### Task
Look through the entries below and extract exactly the lines from the one containing "else if ignored" through the one containing "Server TLS configuration", ends included.

### Entries supplied

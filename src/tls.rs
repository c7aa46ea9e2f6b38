//! TLS setup: TLS 1.3 only, client certificates required, ALPN `h2` only.

use crate::config::Config;
use crate::error::{Error, Result};
use rustls::pki_types::{CertificateDer, PrivateKeyDer};
use rustls::server::WebPkiClientVerifier;
use rustls::{RootCertStore, ServerConfig};
use std::fs::File;
use std::io::BufReader;
use std::path::Path;
use std::sync::Arc;

/// ALPN id for HTTP/2 over TLS
pub const H2_ALPN: &[u8] = b"h2";

/// Load a PEM certificate chain.
pub fn load_certs(path: &Path) -> Result<Vec<CertificateDer<'static>>> {
    let mut reader = BufReader::new(open(path)?);
    let certs = rustls_pemfile::certs(&mut reader)
        .collect::<std::result::Result<Vec<_>, _>>()
        .map_err(|e| Error::certificate(path, format!("failed to parse certificate: {e}")))?;

    if certs.is_empty() {
        return Err(Error::certificate(path, "no certificates found"));
    }
    Ok(certs)
}

/// Load the first private key (PKCS#8, PKCS#1 or SEC1) in a PEM file.
pub fn load_key(path: &Path) -> Result<PrivateKeyDer<'static>> {
    let mut reader = BufReader::new(open(path)?);
    rustls_pemfile::private_key(&mut reader)
        .map_err(|e| Error::certificate(path, format!("failed to parse private key: {e}")))?
        .ok_or_else(|| Error::certificate(path, "no private key found"))
}

/// Build the client CA pool. Files that cannot be read or contain no usable
/// certificate are logged and skipped; an empty pool is an error.
pub fn load_client_roots(paths: &[impl AsRef<Path>]) -> Result<RootCertStore> {
    let mut roots = RootCertStore::empty();

    for path in paths {
        let path = path.as_ref();
        match load_certs(path) {
            Ok(certs) => {
                let (added, ignored) = roots.add_parsable_certificates(certs);
                if added == 0 {
                    tracing::warn!(path = %path.display(), "could not add to CA pool");
                } else if ignored > 0 {
                    tracing::warn!(path = %path.display(), ignored, "some certificates ignored");
                }
            }
            Err(e) => tracing::warn!(error = %e, "could not add to CA pool"),
        }
    }

    if roots.is_empty() {
        return Err(Error::InvalidConfig(
            "client.cert_pool yielded no trusted CA certificates".into(),
        ));
    }
    Ok(roots)
}

/// Server TLS configuration for `config`.
pub fn server_config(config: &Config) -> Result<Arc<ServerConfig>> {
    let certs = load_certs(&config.server.cert)?;
    let key = load_key(&config.server.key)?;
    let roots = load_client_roots(config.client.cert_pool.as_slice())?;
    build_server_config(certs, key, roots)
}

pub fn build_server_config(
    certs: Vec<CertificateDer<'static>>,
    key: PrivateKeyDer<'static>,
    client_roots: RootCertStore,
) -> Result<Arc<ServerConfig>> {
    let provider = Arc::new(rustls::crypto::ring::default_provider());

    let verifier =
        WebPkiClientVerifier::builder_with_provider(Arc::new(client_roots), provider.clone())
            .build()?;

    let mut tls = ServerConfig::builder_with_provider(provider)
        .with_protocol_versions(&[&rustls::version::TLS13])?
        .with_client_cert_verifier(verifier)
        .with_single_cert(certs, key)?;
    tls.alpn_protocols = vec![H2_ALPN.to_vec()];

    Ok(Arc::new(tls))
}

fn open(path: &Path) -> Result<File> {
    File::open(path).map_err(|e| Error::certificate(path, format!("cannot open: {e}")))
}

### Output of the task
                } else if ignored > 0 {
                    tracing::warn!(path = %path.display(), ignored, "some certificates ignored");
                }
            }
            Err(e) => tracing::warn!(error = %e, "could not add to CA pool"),
        }
    }

    if roots.is_empty() {
        return Err(Error::InvalidConfig(
            "client.cert_pool yielded no trusted CA certificates".into(),
        ));
    }
    Ok(roots)
}

/// Server TLS configuration for `config`.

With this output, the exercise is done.